A Longspur Postscript

The would-be type of Audubon’s Smith bunting provides a troubling example of how specimen data can be corrupted in the chain of publication.

We know from Audubon himself that he saw this species alive only once, in 1820, when he failed to secure a specimen. Not until 1843 did he handle specimens in the United States, when birds collected in southern Illinois were brought to him in St. Louis; the specimens had been secured by John G. Bell and Edward Harris, not by Audubon, who stayed in the city during his companions’ two-week excursion.

Nevertheless, with two of those skins on the table before him, Spencer Baird credited one to Audubon as collector — no doubt less a case of flattery (Audubon had been dead six years when Baird et al. published their Birds) than a poor solution to the difficulty of fitting all of the provenance information into the specimen chart.

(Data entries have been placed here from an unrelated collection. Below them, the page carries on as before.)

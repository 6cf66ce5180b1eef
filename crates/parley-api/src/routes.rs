//! API routes

use axum::{
    routing::{get, post},
    Router,
};
use std::sync::Arc;
use tower_http::trace::TraceLayer;

use crate::handlers::{campaigns, health, sessions, webhook};
use crate::state::AppState;

/// Create the API router
pub fn create_router(state: AppState) -> Router {
    let state = Arc::new(state);

    let health_routes = Router::new()
        .route("/", get(health::health))
        .route("/ready", get(health::readiness));

    // Campaign control, scoped by tenant
    let campaign_routes = Router::new()
        .route("/:campaign_id", get(campaigns::get_campaign))
        .route("/:campaign_id/start", post(campaigns::start_campaign))
        .route("/:campaign_id/pause", post(campaigns::pause_campaign))
        .route("/:campaign_id/resume", post(campaigns::resume_campaign))
        .route("/:campaign_id/cancel", post(campaigns::cancel_campaign))
        .route("/:campaign_id/schedule", post(campaigns::schedule_campaign))
        .route(
            "/:campaign_id/recalculate",
            post(campaigns::recalculate_campaign),
        );

    let api_routes = Router::new()
        .nest("/tenants/:tenant_id/campaigns", campaign_routes)
        .route("/tenants/:tenant_id/sessions", post(sessions::create_session));

    Router::new()
        .nest("/health", health_routes)
        .route("/webhook/:instance_name", post(webhook::receive_webhook))
        .nest("/api/v1", api_routes)
        .layer(TraceLayer::new_for_http())
        .with_state(state)
}

#[cfg(test)]
mod tests {
    use super::*;
    use async_trait::async_trait;
    use axum::body::Bytes;
    use axum::http::{HeaderName, HeaderValue, StatusCode};
    use axum_test::TestServer;
    use chrono::{Duration, Utc};
    use parley_common::config::WebhookConfig;
    use parley_common::signature::{self, SIGNATURE_HEADER, TIMESTAMP_HEADER};
    use parley_common::types::{MediaType, TenantScope};
    use parley_core::gateway::{
        ConnectionState, GatewayClient, GatewayError, InstanceDescriptor, SendReceipt,
    };
    use parley_core::queue::RECONCILE_QUEUE;
    use parley_core::{CampaignManager, SessionManager, TaskQueue, WebhookIngestor};
    use parley_storage::models::{GatewaySession, TargetingRule};
    use parley_storage::repository::{
        CampaignRepository, CreateCampaign, CreateSession, CreateTenant, SessionRepository,
        TenantRepository,
    };
    use parley_storage::MemoryStore;
    use pretty_assertions::assert_eq;
    use serde_json::{json, Value};
    use uuid::Uuid;

    const SECRET: &str = "whsec_api";

    /// Gateway that accepts everything and never sends
    struct StubGateway;

    #[async_trait]
    impl GatewayClient for StubGateway {
        async fn create_instance(
            &self,
            instance: &str,
            _webhook_url: &str,
        ) -> Result<InstanceDescriptor, GatewayError> {
            Ok(InstanceDescriptor {
                instance_name: instance.to_string(),
                token: None,
            })
        }

        async fn send_text(
            &self,
            _instance: &str,
            _phone: &str,
            _text: &str,
        ) -> Result<SendReceipt, GatewayError> {
            Ok(SendReceipt { message_id: None })
        }

        async fn send_media(
            &self,
            _instance: &str,
            _phone: &str,
            _media_url: &str,
            _media_type: MediaType,
            _caption: &str,
        ) -> Result<SendReceipt, GatewayError> {
            Ok(SendReceipt { message_id: None })
        }

        async fn connection_state(&self, _instance: &str) -> Result<ConnectionState, GatewayError> {
            Ok(ConnectionState::Open)
        }
    }

    struct TestApp {
        server: TestServer,
        store: MemoryStore,
        scope: TenantScope,
        session: GatewaySession,
    }

    async fn app() -> TestApp {
        let store = MemoryStore::new();
        let tenant = TenantRepository::create(
            &store,
            CreateTenant {
                name: "Acme".into(),
                slug: "acme".into(),
            },
        )
        .await
        .unwrap();
        let scope = TenantScope::new(tenant.id);
        let session = SessionRepository::create(
            &store,
            scope,
            CreateSession {
                name: "Main".into(),
                instance_id: "acme-main".into(),
                access_token: None,
                webhook_secret: SECRET.into(),
                daily_message_limit: 1000,
            },
        )
        .await
        .unwrap();

        let repos = store.repositories();
        let queue = TaskQueue::new(repos.jobs.clone(), 5);
        let state = AppState {
            campaigns: Arc::new(CampaignManager::new(repos.clone(), queue.clone())),
            ingestor: Arc::new(WebhookIngestor::new(
                repos.clone(),
                queue,
                WebhookConfig::default(),
            )),
            sessions: Arc::new(SessionManager::new(
                repos.clone(),
                Arc::new(StubGateway),
                "https://parley.example.com",
            )),
            repos,
        };

        TestApp {
            server: TestServer::new(create_router(state)).unwrap(),
            store,
            scope,
            session,
        }
    }

    impl TestApp {
        async fn draft_campaign(&self, target: TargetingRule) -> Uuid {
            CampaignRepository::create(
                &self.store,
                self.scope,
                CreateCampaign {
                    session_id: self.session.id,
                    name: "Launch".into(),
                    message: "Hello {{first_name}}".into(),
                    media_url: None,
                    media_type: None,
                    target,
                    created_by: None,
                },
            )
            .await
            .unwrap()
            .id
        }

        fn campaign_path(&self, id: Uuid, action: &str) -> String {
            format!("/api/v1/tenants/{}/campaigns/{}{}", self.scope.tenant_id, id, action)
        }
    }

    fn header(name: &'static str, value: &str) -> (HeaderName, HeaderValue) {
        (
            HeaderName::from_static(name),
            HeaderValue::from_str(value).unwrap(),
        )
    }

    fn status_event() -> Vec<u8> {
        serde_json::to_vec(&json!({
            "event": "messages.update",
            "instance": "acme-main",
            "data": { "keyId": "gw-1", "status": "DELIVERY_ACK" }
        }))
        .unwrap()
    }

    #[tokio::test]
    async fn test_health_endpoints() {
        let app = app().await;

        let response = app.server.get("/health").await;
        response.assert_status_ok();
        assert_eq!(response.json::<Value>(), json!({ "status": "healthy" }));

        app.server.get("/health/ready").await.assert_status_ok();
    }

    #[tokio::test]
    async fn test_signed_webhook_is_accepted() {
        let app = app().await;
        let body = status_event();
        let ts = Utc::now().timestamp();
        let sig = signature::sign(SECRET, ts, &body).unwrap();
        let (sig_name, sig_value) = header(SIGNATURE_HEADER, &sig);
        let (ts_name, ts_value) = header(TIMESTAMP_HEADER, &ts.to_string());

        let response = app
            .server
            .post("/webhook/acme-main")
            .add_header(sig_name, sig_value)
            .add_header(ts_name, ts_value)
            .bytes(Bytes::from(body))
            .await;

        response.assert_status(StatusCode::ACCEPTED);
        assert_eq!(response.json::<Value>(), json!({ "status": "received" }));
        assert_eq!(app.store.webhook_log_count(), 1);
        let jobs = app.store.jobs();
        assert_eq!(jobs.len(), 1);
        assert_eq!(jobs[0].queue, RECONCILE_QUEUE);
    }

    #[tokio::test]
    async fn test_webhook_rejections_store_nothing() {
        let app = app().await;
        let body = status_event();
        let ts = Utc::now().timestamp();

        // Unknown instance
        app.server
            .post("/webhook/nobody")
            .bytes(Bytes::from(body.clone()))
            .await
            .assert_status(StatusCode::NOT_FOUND);

        // Missing signature
        app.server
            .post("/webhook/acme-main")
            .bytes(Bytes::from(body.clone()))
            .await
            .assert_status(StatusCode::UNAUTHORIZED);

        // Signed with the wrong secret
        let sig = signature::sign("whsec_other", ts, &body).unwrap();
        let (sig_name, sig_value) = header(SIGNATURE_HEADER, &sig);
        let (ts_name, ts_value) = header(TIMESTAMP_HEADER, &ts.to_string());
        app.server
            .post("/webhook/acme-main")
            .add_header(sig_name, sig_value)
            .add_header(ts_name, ts_value)
            .bytes(Bytes::from(body))
            .await
            .assert_status(StatusCode::UNAUTHORIZED);

        // Not JSON
        app.server
            .post("/webhook/acme-main")
            .bytes(Bytes::from_static(b"not json"))
            .await
            .assert_status(StatusCode::BAD_REQUEST);

        assert_eq!(app.store.webhook_log_count(), 0);
        assert!(app.store.jobs().is_empty());
    }

    #[tokio::test]
    async fn test_campaign_lifecycle_over_http() {
        let app = app().await;
        let tag = app.store.insert_tag(app.scope, "audience", None);
        let contact = app.store.insert_contact(app.scope, "Ana Souza", "81999990000");
        app.store.tag_contact(contact.id, tag.id);
        let id = app
            .draft_campaign(TargetingRule {
                tag_ids: vec![tag.id],
                ..Default::default()
            })
            .await;

        let response = app.server.get(&app.campaign_path(id, "")).await;
        response.assert_status_ok();
        assert_eq!(response.json::<Value>()["status"], "draft");

        // Draft campaigns cannot be paused
        let response = app.server.post(&app.campaign_path(id, "/pause")).await;
        response.assert_status(StatusCode::CONFLICT);
        assert_eq!(response.json::<Value>()["error"], "invalid_state");

        let response = app.server.post(&app.campaign_path(id, "/start")).await;
        response.assert_status_ok();
        let body = response.json::<Value>();
        assert_eq!(body["status"], "running");
        assert_eq!(body["total_recipients"], 1);

        let response = app.server.post(&app.campaign_path(id, "/pause")).await;
        response.assert_status_ok();
        assert_eq!(response.json::<Value>()["status"], "paused");

        let response = app.server.post(&app.campaign_path(id, "/resume")).await;
        response.assert_status_ok();
        assert_eq!(response.json::<Value>()["status"], "running");

        let response = app.server.post(&app.campaign_path(id, "/cancel")).await;
        response.assert_status_ok();
        assert_eq!(response.json::<Value>()["status"], "cancelled");
    }

    #[tokio::test]
    async fn test_campaign_errors_map_to_statuses() {
        let app = app().await;
        let id = app.draft_campaign(TargetingRule::default()).await;

        let response = app.server.post(&app.campaign_path(id, "/start")).await;
        response.assert_status(StatusCode::UNPROCESSABLE_ENTITY);
        assert_eq!(response.json::<Value>()["error"], "no_target_selected");

        app.server
            .get(&app.campaign_path(Uuid::new_v4(), ""))
            .await
            .assert_status_not_found();

        // Another tenant's id does not reach this campaign
        app.server
            .get(&format!(
                "/api/v1/tenants/{}/campaigns/{}",
                Uuid::new_v4(),
                id
            ))
            .await
            .assert_status_not_found();

        let response = app
            .server
            .post(&app.campaign_path(id, "/schedule"))
            .json(&json!({ "scheduled_at": Utc::now() - Duration::minutes(1) }))
            .await;
        response.assert_status(StatusCode::UNPROCESSABLE_ENTITY);
        assert_eq!(response.json::<Value>()["error"], "invalid_schedule");

        let response = app
            .server
            .post(&app.campaign_path(id, "/schedule"))
            .json(&json!({ "scheduled_at": Utc::now() + Duration::hours(1) }))
            .await;
        response.assert_status_ok();
        assert_eq!(response.json::<Value>()["status"], "scheduled");
    }

    #[tokio::test]
    async fn test_recalculate_dry_run() {
        let app = app().await;
        let id = app.draft_campaign(TargetingRule::default()).await;

        let response = app
            .server
            .post(&app.campaign_path(id, "/recalculate"))
            .add_query_param("dry_run", true)
            .await;
        response.assert_status_ok();
        let body = response.json::<Value>();
        assert_eq!(body["drifted"], false);
        assert_eq!(body["applied"], false);
    }

    #[tokio::test]
    async fn test_provision_session() {
        let app = app().await;
        let path = format!("/api/v1/tenants/{}/sessions", app.scope.tenant_id);

        let response = app
            .server
            .post(&path)
            .json(&json!({ "name": "Sales Line", "daily_limit": 250 }))
            .await;
        response.assert_status(StatusCode::CREATED);
        let body = response.json::<Value>();
        assert_eq!(body["daily_message_limit"], 250);
        assert_eq!(body["webhook_secret"].as_str().unwrap().len(), 64);
        assert!(body["instance_id"]
            .as_str()
            .unwrap()
            .starts_with("sales-line-"));

        app.server
            .post(&path)
            .json(&json!({ "name": "" }))
            .await
            .assert_status(StatusCode::UNPROCESSABLE_ENTITY);

        app.server
            .post(&format!("/api/v1/tenants/{}/sessions", Uuid::new_v4()))
            .json(&json!({ "name": "Other" }))
            .await
            .assert_status_not_found();
    }
}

More puzzlingly still, that skin, the single Bell/Harris example of the species apparently remaining at the Smithsonian, is now listed in the NMNH database as collected by Baird and received from Audubon — and deprived of its true date (April 1843), its true locality (Illinois, Madison County, near Edwardsville), and its true age (most certainly not a juvenile).

Innocent errors all, and no doubt easily resolved with another look at the specimen labels, but still a bizarre and instructive case of téléphone arabe in the history of ornithology.